Monday, April 24, 2006

Multisensory learning

I'm not sure if bloggers will be able to follow this link to an interesting article by Martin Shovel of CreativityWorks, published in Training Zone. It might require registration... I forget.

However, there are some interesting points I'd like to tease out:

Perhaps trainers and teachers could learn some useful lessons about multi-sensory learning from the world of advertising. There's almost always a strong synaesthetic dimension to persuasive advertising campaigns.

The article is promoting the use of cartooning for teaching and learning:

The graphic simplicity and directness of cartoons can be used to evoke smells, sounds, feelings and tastes, as well as the emotions that accompany them.

It's a strong argument and I can see that it can prove a very useful learning tool. However, why stop at evoking sounds, smells etc. Why can we not use the real thing? Or somehow harness the power of these senses to improve retention?

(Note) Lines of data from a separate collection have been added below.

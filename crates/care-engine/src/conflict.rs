//! Detect appointments a pending availability declaration would invalidate.
//!
//! Detection is pure: it reads the expanded dates, the declaration's coverage
//! and the appointment set, and returns a (possibly empty) list. Presenting,
//! confirming and cancelling are the caller's job.

use std::collections::HashSet;

use chrono::NaiveDate;
use serde::Serialize;

use crate::coverage::Coverage;
use crate::declaration::{AvailabilityDeclaration, Mode};
use crate::model::{Appointment, AppointmentId};
use crate::slot::TimeSlot;

/// Why an appointment conflicts with a declaration.
#[derive(Debug, Clone, PartialEq, Eq, Serialize)]
#[serde(tag = "kind", rename_all = "snake_case")]
pub enum ConflictReason {
    /// The date is declared busy; everything on it is blocked.
    BusyDay,
    /// The appointment's range is not inside the declared free time.
    NotCovered { range: TimeSlot },
}

/// An appointment invalidated by a declaration. Never persisted.
#[derive(Debug, Clone, PartialEq, Eq, Serialize)]
pub struct Conflict {
    pub appointment_id: AppointmentId,
    pub date: NaiveDate,
    pub client_name: String,
    pub reason: ConflictReason,
}

/// Find conflicts for a declaration whose dates are already expanded.
pub fn detect_conflicts<'a>(
    decl: &AvailabilityDeclaration,
    dates: &[NaiveDate],
    appointments: impl IntoIterator<Item = &'a Appointment>,
) -> Vec<Conflict> {
    let coverage = Coverage::new(decl.is_full_day, &decl.time_slots);
    find_conflicts(dates, decl.mode, &coverage, appointments)
}

/// Find every live appointment on one of `dates` that `mode`/`coverage`
/// would invalidate.
///
/// - `Busy`: every appointment on an affected date conflicts.
/// - `Available`: an appointment conflicts iff its range is not fully covered.
///
/// Appointments on other dates and appointments in a terminal status are
/// ignored. Results are ordered by date, start time, then id.
pub fn find_conflicts<'a>(
    dates: &[NaiveDate],
    mode: Mode,
    coverage: &Coverage,
    appointments: impl IntoIterator<Item = &'a Appointment>,
) -> Vec<Conflict> {
    let affected: HashSet<NaiveDate> = dates.iter().copied().collect();

    let mut conflicts: Vec<(u16, Conflict)> = appointments
        .into_iter()
        .filter(|appt| !appt.status.is_terminal() && affected.contains(&appt.date))
        .filter_map(|appt| {
            let reason = match mode {
                Mode::Busy => ConflictReason::BusyDay,
                Mode::Available if coverage.covers(&appt.time_range) => return None,
                Mode::Available => ConflictReason::NotCovered {
                    range: appt.time_range,
                },
            };
            Some((
                appt.time_range.start(),
                Conflict {
                    appointment_id: appt.id.clone(),
                    date: appt.date,
                    client_name: appt.client.name.clone(),
                    reason,
                },
            ))
        })
        .collect();

    conflicts.sort_by(|(a_start, a), (b_start, b)| {
        (a.date, *a_start, &a.appointment_id).cmp(&(b.date, *b_start, &b.appointment_id))
    });

    conflicts.into_iter().map(|(_, c)| c).collect()
}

Vicki Davis (Coolcat teacher) refers to this in point 8 of her typology of cognitive pleasures in the classroom:

Involve all of the senses: touch, sight, hearing, and yes, even taste and smell. Do you know how I teach the students to participate in Socratic discussions. (Some of you will hate this and criticize me greatly!) I use food...Many of our best class discussions are on the days we have candy. It's not a big piece, sometimes Starbursts, sometimes chocolate.

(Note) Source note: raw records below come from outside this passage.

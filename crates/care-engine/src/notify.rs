//! Synchronous change notification.
//!
//! Observers run on the publisher's stack in registration order. There is no
//! queue: `publish` returns only after every observer has returned.

use chrono::NaiveDateTime;
use serde::Serialize;

use crate::model::{AppointmentId, AppointmentStatus};

/// Published after every successful status transition.
#[derive(Debug, Clone, PartialEq, Eq, Serialize)]
pub struct ChangeEvent {
    pub appointment_id: AppointmentId,
    pub from: AppointmentStatus,
    pub to: AppointmentStatus,
    pub at: NaiveDateTime,
}

/// Handle returned by [`ChangeBus::subscribe`]; pass it back to unsubscribe.
#[derive(Debug, Clone, Copy, PartialEq, Eq, Hash)]
pub struct Subscription(u64);

type Observer = Box<dyn FnMut(&ChangeEvent)>;

#[derive(Default)]
pub struct ChangeBus {
    observers: Vec<(Subscription, Observer)>,
    next_id: u64,
}

impl ChangeBus {
    pub fn new() -> Self {
        Self::default()
    }

    pub fn subscribe(&mut self, observer: impl FnMut(&ChangeEvent) + 'static) -> Subscription {
        let handle = Subscription(self.next_id);
        self.next_id += 1;
        self.observers.push((handle, Box::new(observer)));
        handle
    }

    /// Remove an observer. Returns `false` if the handle was already removed.
    pub fn unsubscribe(&mut self, handle: Subscription) -> bool {
        let before = self.observers.len();
        self.observers.retain(|(h, _)| *h != handle);
        self.observers.len() != before
    }

    pub fn publish(&mut self, event: &ChangeEvent) {
        for (_, observer) in self.observers.iter_mut() {
            observer(event);
        }
    }

    pub fn len(&self) -> usize {
        self.observers.len()
    }

    pub fn is_empty(&self) -> bool {
        self.observers.is_empty()
    }
}

impl std::fmt::Debug for ChangeBus {
    fn fmt(&self, f: &mut std::fmt::Formatter<'_>) -> std::fmt::Result {
        f.debug_struct("ChangeBus")
            .field("observers", &self.observers.len())
            .finish()
    }
}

How many of us are transported back to a given moment in our lives by a smell, a sight, a sound, a taste, a touch sensation? For me, there is a certain smell that transports me back to the time I saw the (dreadful) movie Jesus of Nazareth when I was 15. For my husband, the smell of birch and/or beech trees transports him back to the tiny island off the coast of Sweden where he spent idyllic childhood summer holidays with his grandfather.

We encounter the notion in literature and movies all the time - sadly usually in connection with something awful. For Matt Freeman, hero of the Power of Five series by Anthony Horowitz, his telekinetic/precognitive ability is always accompanied by the smell of burning toast: the first time it manifested, his mother had just burnt the breakfast toast.

Works of fiction have also explored the deliberate and callous harnessing of this concept: River, in Serenity turns from a docile, somewhat unbalanced teenager into a veritable killing machine thanks to some subliminal messaging; for Danny in Unleashed (aka Danny the Dog) the removal of his dog collar has much the same result.

But sensory conditioning goes back a long way: think Pavlov and his dog. Just because we've moved on from behaviourism as a viable teaching method, does this mean that we are done with fostering connections between information and the senses?

If it involves chocolate, improves retention and enhances the level of learning, I certainly hope not!

2 comments:

Vicki A. Davis said...

Pavlov had some great experiments but it is precisely Pavolov's dogs (and a desire to keep the room clean) that have so conditioned some educators against engaging all of the senses.

I know some educators who wouldn't dream of giving standardized testing without giving the kids gum. They think that one "trick" does more than anything to keep their minds working.

Children aren't dogs. They certainly ARE human, as are adults. I think this is why good trainers always keep a bowl of candy (including chocolate) on the tables in front of adults as well as water. They insist on snacks and coffee at break. They know when a person's mouth is engaged eating that they aren't talking and most often they are listening. Same principle as a "squish ball", I guess.

This is an excellent post. I appreciate your comments and correcting my link on my blog! You are truly a great blogger and I always LOVE your comments because they are so insightful!

Karyn Romeis said...

Thanks, Vicki. I hope you don't think that I was drawing a comparison between dogs and learners. Because if so, I must hastily point out that was not my intention. However, it was in exploring how learning takes place that Pavlov did his experiments. I think (and I may be wrong, here) that it was because teachers and learning practitioners decided that results of tests on dogs were not a true indicator of human learning that gave rise to the learning theories that followed.

And you're right that adults are not that different from children. In my years as a classroom-based trainer, I was also a supporter of the bowl of sweeties on the desk option... and the reward system: books, music vouchers, beauty salon vouchers.

I once attended a presentation by Mary Gober www.marygober.com at the World of Learning Conference. She was talking about customer service - an area very dear to my heart, and (in my view) pivotal to success as a teacher/trainer/whatever. She would ask the audience to shout out suggestions in various situations and, every time a person made called out something she agreed with, she would toss them a bag of chocolate coins, saying: "You're right on the money". I would never have believed the impact that this would have in England, the home of the cynic! There we were, this reserved British audience, volubly competing for chocolate. It was the best seminar of the conference, and not just because of the sweeties - I have remembered and applied several of the principles she taught.

AND I came away with 4 bags of chocolate coins!